The answer must be a single number: how many lines of the records below contain "validated".

▶ DATA SECTION:
_ _ _ _

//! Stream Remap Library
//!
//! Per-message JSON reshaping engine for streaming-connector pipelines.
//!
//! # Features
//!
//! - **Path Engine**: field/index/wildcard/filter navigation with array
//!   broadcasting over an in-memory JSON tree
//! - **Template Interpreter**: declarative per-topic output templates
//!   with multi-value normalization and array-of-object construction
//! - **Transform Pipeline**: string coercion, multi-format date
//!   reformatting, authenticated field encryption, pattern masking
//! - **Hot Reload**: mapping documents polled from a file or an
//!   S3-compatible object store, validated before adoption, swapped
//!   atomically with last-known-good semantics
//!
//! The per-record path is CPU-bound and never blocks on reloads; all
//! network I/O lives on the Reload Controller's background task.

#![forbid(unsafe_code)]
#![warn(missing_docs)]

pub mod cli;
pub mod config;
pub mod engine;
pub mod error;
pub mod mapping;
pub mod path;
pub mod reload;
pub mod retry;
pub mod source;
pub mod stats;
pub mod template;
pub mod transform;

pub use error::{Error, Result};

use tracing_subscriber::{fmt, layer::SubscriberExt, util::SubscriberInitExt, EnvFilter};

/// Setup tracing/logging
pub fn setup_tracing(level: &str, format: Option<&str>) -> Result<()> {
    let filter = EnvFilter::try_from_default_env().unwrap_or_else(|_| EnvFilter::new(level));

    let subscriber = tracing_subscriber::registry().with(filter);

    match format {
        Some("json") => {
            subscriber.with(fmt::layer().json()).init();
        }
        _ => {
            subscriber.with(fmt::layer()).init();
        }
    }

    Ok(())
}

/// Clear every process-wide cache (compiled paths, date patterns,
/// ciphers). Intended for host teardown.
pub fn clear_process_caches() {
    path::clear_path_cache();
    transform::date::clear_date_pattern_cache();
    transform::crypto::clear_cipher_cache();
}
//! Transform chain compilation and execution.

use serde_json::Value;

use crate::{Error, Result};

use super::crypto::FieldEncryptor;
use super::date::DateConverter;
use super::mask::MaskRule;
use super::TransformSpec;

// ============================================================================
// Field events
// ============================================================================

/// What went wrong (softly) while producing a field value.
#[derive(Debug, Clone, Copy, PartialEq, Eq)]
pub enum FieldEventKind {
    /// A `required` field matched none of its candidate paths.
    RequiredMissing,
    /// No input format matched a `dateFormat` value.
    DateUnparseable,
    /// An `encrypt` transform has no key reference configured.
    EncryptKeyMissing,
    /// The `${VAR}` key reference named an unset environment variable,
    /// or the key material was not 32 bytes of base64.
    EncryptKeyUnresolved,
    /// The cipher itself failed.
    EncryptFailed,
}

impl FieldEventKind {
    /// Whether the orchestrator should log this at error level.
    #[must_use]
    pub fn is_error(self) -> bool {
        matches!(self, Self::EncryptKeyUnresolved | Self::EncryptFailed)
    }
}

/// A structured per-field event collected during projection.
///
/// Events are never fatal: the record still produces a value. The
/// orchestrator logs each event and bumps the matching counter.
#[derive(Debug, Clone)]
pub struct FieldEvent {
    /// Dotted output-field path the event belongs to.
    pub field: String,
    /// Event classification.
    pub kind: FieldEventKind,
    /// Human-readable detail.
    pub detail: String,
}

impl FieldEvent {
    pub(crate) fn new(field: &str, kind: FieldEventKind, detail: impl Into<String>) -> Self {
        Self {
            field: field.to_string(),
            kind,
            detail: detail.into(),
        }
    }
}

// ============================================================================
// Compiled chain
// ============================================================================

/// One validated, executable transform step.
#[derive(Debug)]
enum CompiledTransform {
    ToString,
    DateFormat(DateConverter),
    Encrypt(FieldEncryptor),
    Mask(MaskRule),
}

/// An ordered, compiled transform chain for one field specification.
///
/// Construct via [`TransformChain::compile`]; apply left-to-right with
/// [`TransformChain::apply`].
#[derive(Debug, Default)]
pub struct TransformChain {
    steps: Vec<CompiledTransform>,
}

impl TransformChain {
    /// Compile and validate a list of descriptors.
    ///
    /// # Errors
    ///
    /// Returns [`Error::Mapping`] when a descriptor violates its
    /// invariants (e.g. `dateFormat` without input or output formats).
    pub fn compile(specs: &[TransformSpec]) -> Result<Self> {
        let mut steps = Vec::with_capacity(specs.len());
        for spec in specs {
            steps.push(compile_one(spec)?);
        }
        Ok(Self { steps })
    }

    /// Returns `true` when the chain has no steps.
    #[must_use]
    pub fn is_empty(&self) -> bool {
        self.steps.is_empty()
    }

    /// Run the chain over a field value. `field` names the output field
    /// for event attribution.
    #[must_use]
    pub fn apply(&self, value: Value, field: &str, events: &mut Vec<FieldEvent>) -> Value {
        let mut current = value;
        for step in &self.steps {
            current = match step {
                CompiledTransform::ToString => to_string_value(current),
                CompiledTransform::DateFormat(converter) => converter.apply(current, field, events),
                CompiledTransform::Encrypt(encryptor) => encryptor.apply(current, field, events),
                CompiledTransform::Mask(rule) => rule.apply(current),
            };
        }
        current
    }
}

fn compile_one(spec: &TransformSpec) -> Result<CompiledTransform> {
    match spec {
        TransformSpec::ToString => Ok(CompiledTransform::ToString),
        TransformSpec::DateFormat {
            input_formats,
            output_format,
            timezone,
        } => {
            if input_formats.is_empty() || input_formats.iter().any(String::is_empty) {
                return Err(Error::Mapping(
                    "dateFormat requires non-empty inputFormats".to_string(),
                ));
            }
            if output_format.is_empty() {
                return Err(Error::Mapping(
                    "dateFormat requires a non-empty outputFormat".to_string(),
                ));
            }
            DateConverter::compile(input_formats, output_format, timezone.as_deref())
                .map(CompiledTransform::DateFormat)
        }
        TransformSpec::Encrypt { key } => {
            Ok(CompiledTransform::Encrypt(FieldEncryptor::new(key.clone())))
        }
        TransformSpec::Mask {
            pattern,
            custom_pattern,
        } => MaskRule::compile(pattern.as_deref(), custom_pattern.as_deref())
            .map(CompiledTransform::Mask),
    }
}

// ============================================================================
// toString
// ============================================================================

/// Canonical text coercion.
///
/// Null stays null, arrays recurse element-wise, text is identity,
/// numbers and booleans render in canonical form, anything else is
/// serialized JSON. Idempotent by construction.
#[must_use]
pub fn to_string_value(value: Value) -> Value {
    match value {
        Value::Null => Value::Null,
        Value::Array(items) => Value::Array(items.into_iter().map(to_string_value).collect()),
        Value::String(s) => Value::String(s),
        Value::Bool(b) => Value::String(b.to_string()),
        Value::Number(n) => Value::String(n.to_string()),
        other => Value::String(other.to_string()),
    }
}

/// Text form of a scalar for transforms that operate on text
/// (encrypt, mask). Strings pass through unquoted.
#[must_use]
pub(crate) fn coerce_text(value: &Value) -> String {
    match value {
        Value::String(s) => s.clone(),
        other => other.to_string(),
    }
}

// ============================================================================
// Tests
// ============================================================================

_ _ _ _

▶ ANSWER TO THIS PROBLEM: 2